Based on the science fiction novel by Boris and Arkady Strugatsky, the film is set on a nearby planet called Arkanar, where a mission of scientist arrive from Earth. They quickly come to realize that the beings on Arkanar have not progressed in the same way as Earthlings have — in fact, they are stuck in some bizarro Dark Ages period where filth and barbarism reign supreme. However the scientists must obey strict orders from their superiors back at home not to interfere with life on Arkanar, no matter how backwards and ignorant its people, which proves to be rather difficult. Friday, Feb. 5 through Tuesday, Feb. 10 at Anthology Film Archives, East Village; tickets, $10 at the door
Picture Farm Film Festival
Hey, why would you waste your time watching all those Academy Award nominated short films? Those are, like, so mainstream. Show how indie or whatever you are and support local filmmakers who are screening their feature films, documentaries, and shorts alike at this weekend’s Picture Farm Film Festival in Williamsburg. Oh, and by the way — this thing is so, so free. Admission is free and beer and popcorn may or may not be complimentary, there’s only one way to find out.
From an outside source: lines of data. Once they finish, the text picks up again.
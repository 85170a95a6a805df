use anyhow::{Context, Result};
use infer;
use std::path::Path;

pub fn detect_mimetype(path: &Path) -> Result<String> {
    let kind = infer::get_from_path(path)
        .context("Failed to read file for mimetype detection")?;

    match kind {
        Some(k) => Ok(k.mime_type().to_string()),
        None => Ok("application/octet-stream".to_string()),
    }
}

/// Content sniff for the image passes. A file can carry an image
/// extension while holding something else entirely (truncated download,
/// renamed archive, zero bytes); those never reach an analyzer.
pub fn is_image_content(path: &Path) -> Result<bool> {
    let meta = std::fs::metadata(path)
        .with_context(|| format!("Failed to stat {}", path.display()))?;
    if meta.len() == 0 {
        return Ok(false);
    }
    Ok(detect_mimetype(path)?.starts_with("image/"))
}
//! SQLite persistence: schema, the retry layer, per-modality writers,
//! read-side lookups, and cross-table deletion.

pub mod lookup;
pub mod maintenance;
pub mod modality;
pub mod retry;
pub mod schema;
pub mod writer;
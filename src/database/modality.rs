//! The closed set of modality tables.
//!
//! Generic helpers (the deletion sweep, per-path row counts) iterate this
//! const instead of interpolating table names into SQL at runtime, so the
//! modality set is checkable at compile time and the statements are static.

use serde::Serialize;

/// A searchable modality, as exposed by the search dispatcher.
#[derive(Debug, Clone, Copy, PartialEq, Eq, Serialize)]
#[serde(rename_all = "snake_case")]
pub enum SearchModality {
    Labels,
    Ocr,
    Descriptions,
    Documents,
    Qr,
    People,
}

impl SearchModality {
    pub const ALL: [SearchModality; 6] = [
        SearchModality::Labels,
        SearchModality::Ocr,
        SearchModality::Descriptions,
        SearchModality::Documents,
        SearchModality::Qr,
        SearchModality::People,
    ];

    pub fn as_str(&self) -> &'static str {
        match self {
            SearchModality::Labels => "labels",
            SearchModality::Ocr => "ocr",
            SearchModality::Descriptions => "descriptions",
            SearchModality::Documents => "documents",
            SearchModality::Qr => "qrcodes",
            SearchModality::People => "people",
        }
    }
}

/// Which modalities a search should fan out to.
#[derive(Debug, Clone, Copy, PartialEq, Eq)]
pub struct ModalitySet {
    pub labels: bool,
    pub ocr: bool,
    pub descriptions: bool,
    pub documents: bool,
    pub qr: bool,
    pub people: bool,
}

impl ModalitySet {
    pub fn all() -> Self {
        Self {
            labels: true,
            ocr: true,
            descriptions: true,
            documents: true,
            qr: true,
            people: true,
        }
    }

    pub fn none() -> Self {
        Self {
            labels: false,
            ocr: false,
            descriptions: false,
            documents: false,
            qr: false,
            people: false,
        }
    }

    pub fn is_empty(&self) -> bool {
        *self == Self::none()
    }

    pub fn contains(&self, modality: SearchModality) -> bool {
        match modality {
            SearchModality::Labels => self.labels,
            SearchModality::Ocr => self.ocr,
            SearchModality::Descriptions => self.descriptions,
            SearchModality::Documents => self.documents,
            SearchModality::Qr => self.qr,
            SearchModality::People => self.people,
        }
    }
}

/// How a modality table references its artifact.
#[derive(Debug, Clone, Copy, PartialEq, Eq)]
pub enum TableKey {
    /// Keyed directly by `file_path`.
    FilePath,
    /// Keyed by `image_id`, resolved through the `images` row.
    ImageId,
}

/// One modality table with its static delete and count statements.
#[derive(Debug)]
pub struct ModalityTable {
    pub table: &'static str,
    pub key: TableKey,
    pub delete_sql: &'static str,
    pub count_sql: &'static str,
}

/// Every modality table in the catalog except `images` itself, which the
/// deletion manager removes last.
pub const MODALITY_TABLES: &[ModalityTable] = &[
    ModalityTable {
        table: "empty_images",
        key: TableKey::FilePath,
        delete_sql: "DELETE FROM empty_images WHERE file_path = ?1",
        count_sql: "SELECT COUNT(*) FROM empty_images WHERE file_path = ?1",
    },
    ModalityTable {
        table: "ocr_results",
        key: TableKey::FilePath,
        delete_sql: "DELETE FROM ocr_results WHERE file_path = ?1",
        count_sql: "SELECT COUNT(*) FROM ocr_results WHERE file_path = ?1",
    },
    ModalityTable {
        table: "image_description",
        key: TableKey::FilePath,
        delete_sql: "DELETE FROM image_description WHERE file_path = ?1",
        count_sql: "SELECT COUNT(*) FROM image_description WHERE file_path = ?1",
    },
    ModalityTable {
        table: "no_faces",
        key: TableKey::FilePath,
        delete_sql: "DELETE FROM no_faces WHERE file_path = ?1",
        count_sql: "SELECT COUNT(*) FROM no_faces WHERE file_path = ?1",
    },
    ModalityTable {
        table: "no_qrcodes",
        key: TableKey::FilePath,
        delete_sql: "DELETE FROM no_qrcodes WHERE file_path = ?1",
        count_sql: "SELECT COUNT(*) FROM no_qrcodes WHERE file_path = ?1",
    },
    ModalityTable {
        table: "documents",
        key: TableKey::FilePath,
        delete_sql: "DELETE FROM documents WHERE file_path = ?1",
        count_sql: "SELECT COUNT(*) FROM documents WHERE file_path = ?1",
    },
    ModalityTable {
        table: "detections",
        key: TableKey::ImageId,
        delete_sql: "DELETE FROM detections WHERE image_id = ?1",
        count_sql: "SELECT COUNT(*) FROM detections WHERE image_id = ?1",
    },
    ModalityTable {
        table: "image_person_mapping",
        key: TableKey::ImageId,
        delete_sql: "DELETE FROM image_person_mapping WHERE image_id = ?1",
        count_sql: "SELECT COUNT(*) FROM image_person_mapping WHERE image_id = ?1",
    },
    ModalityTable {
        table: "qrcodes",
        key: TableKey::ImageId,
        delete_sql: "DELETE FROM qrcodes WHERE image_id = ?1",
        count_sql: "SELECT COUNT(*) FROM qrcodes WHERE image_id = ?1",
    },
];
Make sure to check out Crystal (shown above), which is a super dark look at a teenager who lives a mega-boring life in Ontario (LOL where the hell is that?) but dreams (like legit spends her entire existence day dreaming) of becoming a pop star. Also check out The Birdman (see top of this page), a short documentary about Rainbow Music in the East Villlage. Saturday, Feb. 7 and Sunday, Feb. 8 at Picture Farm, 338 Wythe Avenue, Williamsburg; tickets, $ FREE
OMG CLUE! This movie is literally the best thing to come out of 1985. Ronald Reagan’s second term? No thanks. Coca-Cola releases “New Coke”? WTF. Wrestlemania debuts at Madison Square Garden? Pretty sweet. Back to the Future is released? Ah, OK I guess. But CLUE? For the first time the best board game possibly ever comes to life. And Tim Curry is just perfect as that twit Wadsworth.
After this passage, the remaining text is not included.